Participants showed greater overall satisfaction with streaming compared to the reference without streaming. The difference was one scale unit for both, the telephone conversation, and the audio book. In both situations, the reference condition was rated median=4 and the streaming condition was rated median=5. This difference was significant in each case (ZTL=–2.380, N=20, ZAB=–2.073, N=19, both p<0.05, Figure 2A [Fig. 2]).

Speech intelligibility

Subjective speech intelligibility when talking on the phone in the relatively quiet laboratory condition was slightly better than the reference when streaming directly, both when talking to the test leader and when listening to the audio book, and changed by one scale unit in median (from 6, “very much”, to 7, “all”, for talking on the phone with the test leader, and from 5, “a lot”, to 6, “very much”, for the audio book).
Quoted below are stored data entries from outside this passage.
//! Price chaser - main entry point
//!
//! This binary provides two subcommands:
//! - chase: keep orders at the best price until they fill
//! - products: list venue products and their minimum sizes

use anyhow::{bail, Result};
use clap::{Parser, Subcommand};
use rust_decimal::Decimal;
use std::path::PathBuf;
use tracing::info;
use tracing_subscriber::{layer::SubscriberExt, util::SubscriberInitExt, EnvFilter};

use price_chaser::Side;

mod commands;

#[derive(Parser, Debug)]
#[command(name = "price-chaser")]
#[command(about = "Keep resting limit orders at the best price on Coinbase Exchange", long_about = None)]
#[command(version)]
struct Cli {
    #[command(subcommand)]
    command: Commands,

    /// Verbose output
    #[arg(short, long, global = true)]
    verbose: bool,
}

#[derive(Subcommand, Debug)]
enum Commands {
    /// Chase the configured orders until they fill or Ctrl+C
    Chase {
        /// Path to configuration file
        #[arg(short, long, default_value = "configs/chaser.json")]
        config: String,

        /// Ad-hoc order product (e.g. BTC-USD), needs --side and --size
        #[arg(long)]
        product: Option<String>,

        /// Ad-hoc order side: buy or sell
        #[arg(long)]
        side: Option<Side>,

        /// Ad-hoc order size in base currency
        #[arg(long)]
        size: Option<Decimal>,
    },

    /// List products with their minimum order sizes
    Products {
        /// Path to configuration file
        #[arg(short, long, default_value = "configs/chaser.json")]
        config: String,
    },
}

fn setup_logging(verbose: bool, command_name: &str) -> Result<()> {
    std::fs::create_dir_all("logs")?;

    // {command}_{date}.log
    let log_filename = format!(
        "{}_{}.log",
        command_name,
        chrono::Local::now().format("%Y-%m-%d_%H-%M-%S")
    );
    let log_path = PathBuf::from("logs").join(&log_filename);

    // Filter out noisy HTTP crates
    let level = if verbose { "debug" } else { "info" };
    let filter_str = format!(
        "{},hyper=warn,hyper_util=warn,reqwest=warn,rustls=warn,h2=warn,tungstenite=warn,tokio_tungstenite=warn",
        level
    );
    let env_filter =
        EnvFilter::try_from_default_env().unwrap_or_else(|_| EnvFilter::new(&filter_str));

    let file_appender = tracing_appender::rolling::never("logs", &log_filename);

    let console_layer = tracing_subscriber::fmt::layer()
        .with_target(true)
        .with_line_number(true)
        .with_ansi(true);

    let file_layer = tracing_subscriber::fmt::layer()
        .with_writer(file_appender)
        .with_target(true)
        .with_line_number(true)
        .with_file(true)
        .with_ansi(false);

    tracing_subscriber::registry()
        .with(env_filter)
        .with(console_layer)
        .with(file_layer)
        .init();

    info!("Logging initialized");
    info!("Log file: {}", log_path.display());

    Ok(())
}

fn main() -> Result<()> {
    // Websocket TLS needs a process-wide crypto provider
    if rustls::crypto::ring::default_provider()
        .install_default()
        .is_err()
    {
        bail!("Failed to install rustls crypto provider");
    }

    let cli = Cli::parse();

    let command_name = match &cli.command {
        Commands::Chase { .. } => "chase",
        Commands::Products { .. } => "products",
    };

    setup_logging(cli.verbose, command_name)?;

    match cli.command {
        Commands::Chase {
            config,
            product,
            side,
            size,
        } => commands::chase::run(config, product, side, size),

        Commands::Products { config } => commands::products::run(config),
    }
}
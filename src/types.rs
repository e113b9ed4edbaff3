//! Core data types shared by the broker, the gateway and the feed

use rust_decimal::Decimal;
use serde::{Deserialize, Serialize};
use std::str::FromStr;

/// Number of decimal places sizes are rounded to after every fill.
pub const SIZE_DECIMALS: u32 = 8;

/// Traded product identifier (e.g. `BTC-USD`) using Arc<str> for cheap cloning
///
/// Instruments key every queue and ride along on every event, so clones
/// should not allocate.
#[derive(Debug, Clone, PartialEq, Eq, Hash, Serialize, Deserialize)]
#[serde(transparent)]
pub struct Instrument(#[serde(with = "arc_str_serde")] std::sync::Arc<str>);

mod arc_str_serde {
    use serde::{Deserialize, Deserializer, Serializer};
    use std::sync::Arc;

    pub fn serialize<S>(value: &Arc<str>, serializer: S) -> Result<S::Ok, S::Error>
    where
        S: Serializer,
    {
        serializer.serialize_str(value)
    }

    pub fn deserialize<'de, D>(deserializer: D) -> Result<Arc<str>, D::Error>
    where
        D: Deserializer<'de>,
    {
        let s = String::deserialize(deserializer)?;
        Ok(Arc::from(s.as_str()))
    }
}

impl Instrument {
    pub fn new(s: impl AsRef<str>) -> Self {
        Instrument(std::sync::Arc::from(s.as_ref()))
    }

    pub fn as_str(&self) -> &str {
        &self.0
    }
}

impl std::fmt::Display for Instrument {
    fn fmt(&self, f: &mut std::fmt::Formatter<'_>) -> std::fmt::Result {
        write!(f, "{}", self.0)
    }
}

/// Order direction
#[derive(Debug, Clone, Copy, PartialEq, Eq, Hash, Serialize, Deserialize)]
#[serde(rename_all = "lowercase")]
pub enum Side {
    Buy,
    Sell,
}

impl Side {
    pub fn as_str(&self) -> &'static str {
        match self {
            Side::Buy => "buy",
            Side::Sell => "sell",
        }
    }
}

impl std::fmt::Display for Side {
    fn fmt(&self, f: &mut std::fmt::Formatter<'_>) -> std::fmt::Result {
        f.write_str(self.as_str())
    }
}

impl FromStr for Side {
    type Err = String;

    fn from_str(s: &str) -> Result<Self, Self::Err> {
        match s.to_lowercase().as_str() {
            "buy" => Ok(Side::Buy),
            "sell" => Ok(Side::Sell),
            _ => Err(format!("Unknown side: {}. Valid options: buy, sell", s)),
        }
    }
}

/// Best bid and best ask of one instrument at an instant.
///
/// Either side may be missing when the book is empty on that side.
#[derive(Debug, Clone, Copy, PartialEq, Eq, Default)]
pub struct BookTop {
    pub best_bid: Option<Decimal>,
    pub best_ask: Option<Decimal>,
}

impl BookTop {
    pub fn new(best_bid: Option<Decimal>, best_ask: Option<Decimal>) -> Self {
        Self { best_bid, best_ask }
    }

    /// Price an order on `side` should rest at.
    ///
    /// Sell orders quote off the ask side and buy orders off the bid side.
    pub fn best_limit(&self, side: Side) -> Option<Decimal> {
        match side {
            Side::Buy => self.best_bid,
            Side::Sell => self.best_ask,
        }
    }
}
However, the difference was not significant. Two of the participants had no speech understanding when talking on the phone, although in one case this only occurred after switching to the study devices (see above).

Listening effort

Subjective listening effort in quiet was also assessed for the two telephone conditions. Median listening effort scores decreased by approximately 2.0 to 2.5 points on the scale for direct streaming compared to the reference condition, towards less effort (Figure 2B [Fig. 2]). For the audio book, this difference was significant (ZAB=–2.549, p<0.05, N=19).

Audiological data
Speech intelligibility

Speech intelligibility was tested with the OLSAf [1], [35] by presenting its speech signal as a phone call via the smartphone. The volume of the smartphone was set in advance to a comfortable level using the audio book and was 16 bars (full scale) on the smartphone in median for the reference condition and 12 bars for the streaming condition. This difference was significant (see section on smartphone volume). However, the thresholds for speech intelligibility in quiet for the reference and streaming conditions were similar with mean values of 52.3±5.6 dB and 51.0±2.7 dB for the reference and streaming conditions, respectively (N=18). The smartphone volume adjustment therefore seems to have resulted in comparable speech presentation levels for the two conditions.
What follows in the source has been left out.